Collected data
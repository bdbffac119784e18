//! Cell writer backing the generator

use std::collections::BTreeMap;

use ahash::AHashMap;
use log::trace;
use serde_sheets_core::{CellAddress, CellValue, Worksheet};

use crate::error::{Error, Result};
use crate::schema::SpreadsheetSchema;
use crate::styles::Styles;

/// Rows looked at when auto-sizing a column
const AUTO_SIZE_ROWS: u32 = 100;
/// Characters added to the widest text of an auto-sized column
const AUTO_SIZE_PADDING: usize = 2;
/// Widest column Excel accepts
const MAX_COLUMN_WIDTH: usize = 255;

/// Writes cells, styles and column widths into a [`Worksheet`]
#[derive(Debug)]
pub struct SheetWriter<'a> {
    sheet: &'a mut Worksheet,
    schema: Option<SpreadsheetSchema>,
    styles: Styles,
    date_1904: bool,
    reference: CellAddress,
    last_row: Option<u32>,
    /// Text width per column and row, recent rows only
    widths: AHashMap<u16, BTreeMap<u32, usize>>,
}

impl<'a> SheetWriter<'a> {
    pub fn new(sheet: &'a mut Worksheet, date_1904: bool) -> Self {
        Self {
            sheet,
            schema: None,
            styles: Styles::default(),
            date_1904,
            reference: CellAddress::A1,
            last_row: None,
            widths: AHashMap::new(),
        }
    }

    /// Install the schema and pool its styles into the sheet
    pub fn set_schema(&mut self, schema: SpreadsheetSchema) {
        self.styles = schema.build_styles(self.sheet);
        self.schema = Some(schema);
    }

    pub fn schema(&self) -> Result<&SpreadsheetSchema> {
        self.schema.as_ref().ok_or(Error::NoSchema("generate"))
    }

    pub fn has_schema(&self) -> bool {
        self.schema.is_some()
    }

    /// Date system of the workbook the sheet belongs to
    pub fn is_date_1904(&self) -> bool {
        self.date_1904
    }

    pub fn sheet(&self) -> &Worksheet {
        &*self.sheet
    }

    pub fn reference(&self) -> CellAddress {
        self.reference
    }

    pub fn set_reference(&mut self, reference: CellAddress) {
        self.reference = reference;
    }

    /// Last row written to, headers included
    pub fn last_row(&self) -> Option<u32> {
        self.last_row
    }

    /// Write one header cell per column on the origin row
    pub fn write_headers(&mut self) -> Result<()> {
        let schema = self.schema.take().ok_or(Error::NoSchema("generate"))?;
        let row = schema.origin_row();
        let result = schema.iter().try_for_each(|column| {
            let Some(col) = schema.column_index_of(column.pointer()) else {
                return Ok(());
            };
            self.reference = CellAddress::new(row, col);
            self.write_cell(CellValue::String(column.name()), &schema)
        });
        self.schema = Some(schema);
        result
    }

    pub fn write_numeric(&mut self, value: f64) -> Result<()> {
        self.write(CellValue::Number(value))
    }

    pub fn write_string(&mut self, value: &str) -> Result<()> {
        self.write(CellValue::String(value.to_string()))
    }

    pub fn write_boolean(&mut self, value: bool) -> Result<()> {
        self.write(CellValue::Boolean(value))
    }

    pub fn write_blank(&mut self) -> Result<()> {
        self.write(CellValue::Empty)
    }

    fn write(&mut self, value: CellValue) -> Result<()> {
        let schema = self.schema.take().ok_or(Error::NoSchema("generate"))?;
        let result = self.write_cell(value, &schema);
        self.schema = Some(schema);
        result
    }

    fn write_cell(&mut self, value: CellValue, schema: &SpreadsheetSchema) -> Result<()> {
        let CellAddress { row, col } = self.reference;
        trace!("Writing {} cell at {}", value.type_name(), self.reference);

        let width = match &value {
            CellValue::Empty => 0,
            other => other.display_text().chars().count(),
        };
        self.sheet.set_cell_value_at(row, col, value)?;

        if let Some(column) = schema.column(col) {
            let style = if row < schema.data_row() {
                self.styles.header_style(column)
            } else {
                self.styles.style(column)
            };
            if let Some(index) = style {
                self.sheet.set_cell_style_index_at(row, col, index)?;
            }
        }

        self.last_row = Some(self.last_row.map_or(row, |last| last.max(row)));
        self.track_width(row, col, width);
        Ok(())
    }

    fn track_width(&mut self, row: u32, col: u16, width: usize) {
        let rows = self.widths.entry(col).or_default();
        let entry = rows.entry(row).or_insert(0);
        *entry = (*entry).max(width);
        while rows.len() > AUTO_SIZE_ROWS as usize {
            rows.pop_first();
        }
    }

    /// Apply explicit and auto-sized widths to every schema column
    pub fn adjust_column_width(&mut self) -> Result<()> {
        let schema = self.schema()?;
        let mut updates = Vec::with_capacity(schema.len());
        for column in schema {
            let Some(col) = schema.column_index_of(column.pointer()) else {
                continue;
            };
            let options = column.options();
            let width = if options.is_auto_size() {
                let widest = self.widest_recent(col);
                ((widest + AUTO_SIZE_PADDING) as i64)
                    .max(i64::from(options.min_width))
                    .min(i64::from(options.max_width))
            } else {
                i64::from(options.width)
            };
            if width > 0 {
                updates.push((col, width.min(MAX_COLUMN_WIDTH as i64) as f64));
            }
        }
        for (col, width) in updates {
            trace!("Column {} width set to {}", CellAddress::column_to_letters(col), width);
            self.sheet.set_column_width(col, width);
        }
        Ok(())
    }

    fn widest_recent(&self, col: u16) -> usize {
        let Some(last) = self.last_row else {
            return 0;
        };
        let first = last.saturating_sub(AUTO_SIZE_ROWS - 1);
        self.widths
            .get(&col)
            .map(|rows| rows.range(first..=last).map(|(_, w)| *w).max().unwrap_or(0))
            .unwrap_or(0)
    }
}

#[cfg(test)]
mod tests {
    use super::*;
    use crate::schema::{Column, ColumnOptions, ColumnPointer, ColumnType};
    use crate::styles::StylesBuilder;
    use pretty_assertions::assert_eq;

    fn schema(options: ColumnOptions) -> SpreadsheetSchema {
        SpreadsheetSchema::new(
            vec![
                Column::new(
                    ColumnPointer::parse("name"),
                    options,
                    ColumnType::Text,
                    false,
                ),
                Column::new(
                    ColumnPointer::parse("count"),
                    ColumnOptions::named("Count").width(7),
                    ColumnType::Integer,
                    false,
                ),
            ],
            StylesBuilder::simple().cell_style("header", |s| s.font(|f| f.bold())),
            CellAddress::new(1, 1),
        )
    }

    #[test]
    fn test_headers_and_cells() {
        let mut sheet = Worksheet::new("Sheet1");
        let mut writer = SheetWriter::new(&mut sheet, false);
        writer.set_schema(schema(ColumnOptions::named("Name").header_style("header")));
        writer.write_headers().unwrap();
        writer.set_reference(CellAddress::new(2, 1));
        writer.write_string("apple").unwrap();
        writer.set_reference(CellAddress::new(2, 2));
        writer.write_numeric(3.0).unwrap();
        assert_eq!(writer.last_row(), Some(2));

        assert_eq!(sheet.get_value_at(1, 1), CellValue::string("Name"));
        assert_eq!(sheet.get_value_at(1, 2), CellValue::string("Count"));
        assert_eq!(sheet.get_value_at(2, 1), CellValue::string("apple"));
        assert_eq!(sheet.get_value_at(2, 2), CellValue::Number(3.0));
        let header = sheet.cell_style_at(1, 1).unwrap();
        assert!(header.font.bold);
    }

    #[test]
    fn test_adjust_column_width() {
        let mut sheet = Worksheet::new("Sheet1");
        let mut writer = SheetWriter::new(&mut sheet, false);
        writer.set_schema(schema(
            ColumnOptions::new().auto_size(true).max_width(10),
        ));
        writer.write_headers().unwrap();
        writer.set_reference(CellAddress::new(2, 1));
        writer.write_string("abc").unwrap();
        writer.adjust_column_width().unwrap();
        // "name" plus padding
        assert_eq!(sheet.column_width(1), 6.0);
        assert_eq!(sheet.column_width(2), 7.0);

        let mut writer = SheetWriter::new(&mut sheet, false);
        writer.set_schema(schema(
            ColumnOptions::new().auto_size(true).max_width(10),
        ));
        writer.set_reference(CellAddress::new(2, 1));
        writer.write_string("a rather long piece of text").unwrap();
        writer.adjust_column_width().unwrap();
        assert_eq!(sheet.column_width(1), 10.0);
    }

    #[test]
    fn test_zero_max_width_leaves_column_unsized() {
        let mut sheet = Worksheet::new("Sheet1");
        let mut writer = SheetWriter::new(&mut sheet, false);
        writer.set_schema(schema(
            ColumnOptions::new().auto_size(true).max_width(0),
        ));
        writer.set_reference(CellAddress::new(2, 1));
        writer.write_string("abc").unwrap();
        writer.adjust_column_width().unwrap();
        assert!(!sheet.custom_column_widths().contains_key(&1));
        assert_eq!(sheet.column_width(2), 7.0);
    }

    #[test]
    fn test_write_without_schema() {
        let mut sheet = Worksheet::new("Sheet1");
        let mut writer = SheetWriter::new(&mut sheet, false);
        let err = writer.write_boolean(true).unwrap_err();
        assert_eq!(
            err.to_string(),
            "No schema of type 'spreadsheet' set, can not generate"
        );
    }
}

• _EXERCISE BRIEF_
Only the lines containing "SpreadsheetSchema" are needed; copy each of them from the data.

• _RESULT_
use crate::schema::SpreadsheetSchema;
    schema: Option<SpreadsheetSchema>,
    pub fn set_schema(&mut self, schema: SpreadsheetSchema) {
    pub fn schema(&self) -> Result<&SpreadsheetSchema> {
    fn write_cell(&mut self, value: CellValue, schema: &SpreadsheetSchema) -> Result<()> {
    fn schema(options: ColumnOptions) -> SpreadsheetSchema {
        SpreadsheetSchema::new(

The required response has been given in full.